Time to fire my agent and nurse that infection. Moeller, out.

Tuesday, May 10, 2005

The monkees are back

This spring, I've been reading a terrific book called "Summer for the Gods." Written by Edward J. Larson, it won the Pulitzer Prize in history in 1997. It documents concisely and fairly the John Scopes Trial of 1925 and the clash between evolutionists and creationists during that heated summer in Dayton, Tennessee, when Scopes was prosecuted for teaching evolution in a public school in violation of state law.

This spring, the issue of marginalizing evolution has also reared it's ugly head on the national news pages, this time in the outpost of Topeka, KS, where the State Board of Education is busy conducting sham hearings designed to get the theory of "intelligent design" included in state science textbooks.
Adherents of intelligent design, if you're not familiar, believe that the complexity of the natural world could not have occurred by chance.
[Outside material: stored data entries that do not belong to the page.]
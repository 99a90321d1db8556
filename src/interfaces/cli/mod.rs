//! CLI interface module
//!
//! Each invocation builds its own [`StartupContext`], runs one command and
//! shuts the store down again.

pub mod commands;

use std::fmt;

use crate::cli::{Commands, ConfigCommands};
use crate::config::StaticConfig;
use crate::errors::LinkVaultError;
use crate::runtime::{graceful_shutdown, prepare_startup};

#[derive(Debug)]
pub enum CliError {
    /// Error returned by the allocation core or the store
    Service(LinkVaultError),
    /// Store or service could not be constructed
    Startup(String),
    CommandError(String),
}

impl CliError {
    pub fn format_simple(&self) -> String {
        match self {
            CliError::Service(err) => err.format_simple(),
            CliError::Startup(msg) => format!("Startup error: {}", msg),
            CliError::CommandError(msg) => format!("Command error: {}", msg),
        }
    }

    pub fn format_colored(&self) -> String {
        use colored::Colorize;
        match self {
            CliError::Service(err) => err.format_colored(),
            CliError::Startup(msg) => {
                format!("{} {}", "Startup error:".red().bold(), msg.white())
            }
            CliError::CommandError(msg) => {
                format!("{} {}", "Command error:".red().bold(), msg.white())
            }
        }
    }
}

impl fmt::Display for CliError {
    fn fmt(&self, f: &mut fmt::Formatter<'_>) -> fmt::Result {
        write!(f, "{}", self.format_simple())
    }
}

impl std::error::Error for CliError {}

impl From<LinkVaultError> for CliError {
    fn from(err: LinkVaultError) -> Self {
        CliError::Service(err)
    }
}

/// Run a clap-parsed command against the configured store
pub async fn run_cli_command(cmd: Commands, config: &StaticConfig) -> Result<(), CliError> {
    // Generating a config file must work even when the store is unreachable
    if let Commands::Config { action } = cmd {
        let ConfigCommands::Generate { output_path, force } = action;
        return commands::config_generate(output_path, force);
    }

    let ctx = prepare_startup(config)
        .await
        .map_err(|e| CliError::Startup(format!("{:#}", e)))?;
    let service = ctx.shorten_service.clone();

    let result = match cmd {
        Commands::Shorten { url, alias, owner } => {
            commands::shorten(&service, url, alias, owner).await
        }
        Commands::Resolve { code } => commands::resolve(&service, &code).await,
        Commands::Show { code } => commands::show(&service, &code).await,
        Commands::Delete { code } => commands::delete(&service, &code).await,
        Commands::Config { .. } => unreachable!("handled above"),
    };

    drop(service);
    graceful_shutdown(ctx).await;
    result
}
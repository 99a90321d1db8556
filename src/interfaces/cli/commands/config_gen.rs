//! Generate config command

use std::io::{self, BufRead, Write};
use std::path::Path;

use colored::Colorize;

use crate::config::StaticConfig;
use crate::interfaces::cli::CliError;

pub fn config_generate(output_path: Option<String>, force: bool) -> Result<(), CliError> {
    let path = output_path.unwrap_or_else(|| "config.example.toml".to_string());

    if !force && Path::new(&path).exists() && !confirm_overwrite(&path)? {
        println!("{}", "Aborted.".red());
        return Ok(());
    }

    StaticConfig::default().save_to_file(&path).map_err(|e| {
        CliError::CommandError(format!("Unable to write configuration file: {}", e))
    })?;

    println!(
        "{} Configuration written to {}",
        "✓".bold().green(),
        path.blue()
    );
    Ok(())
}

fn confirm_overwrite(path: &str) -> Result<bool, CliError> {
    print!(
        "{} {} {}",
        "File already exists:".yellow(),
        path.blue(),
        "Overwrite? [y/N] ".yellow()
    );
    io::stdout()
        .flush()
        .map_err(|e| CliError::CommandError(e.to_string()))?;

    let mut input = String::new();
    io::stdin()
        .lock()
        .read_line(&mut input)
        .map_err(|e| CliError::CommandError(e.to_string()))?;
    Ok(input.trim().eq_ignore_ascii_case("y"))
}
Some intelligent entity, they contend, must have created the complexity. It's a step away from creationism and the strictest biblical literalism, but is grounded in the same junk science, and designed, likewise, to sneak Biblical teaching into America's science curriculum.
In Topeka, three conservative board members, a majority, have been conducting hearings on both "theories," claiming that debate is the healthiest course of action here. It isn't. Like the circus in Tennessee eight decades ago, the hearings are designed to attract attention to faith-based psychological and economic ventures. The healthy debate has already taken place in the scientific community during the two centuries since Darwin. And guess what, a verdict is in. The facts support natural selection, and they continue to provide the key building blocks of biology, physics, geology, chemistry, anthropology, and astronomy.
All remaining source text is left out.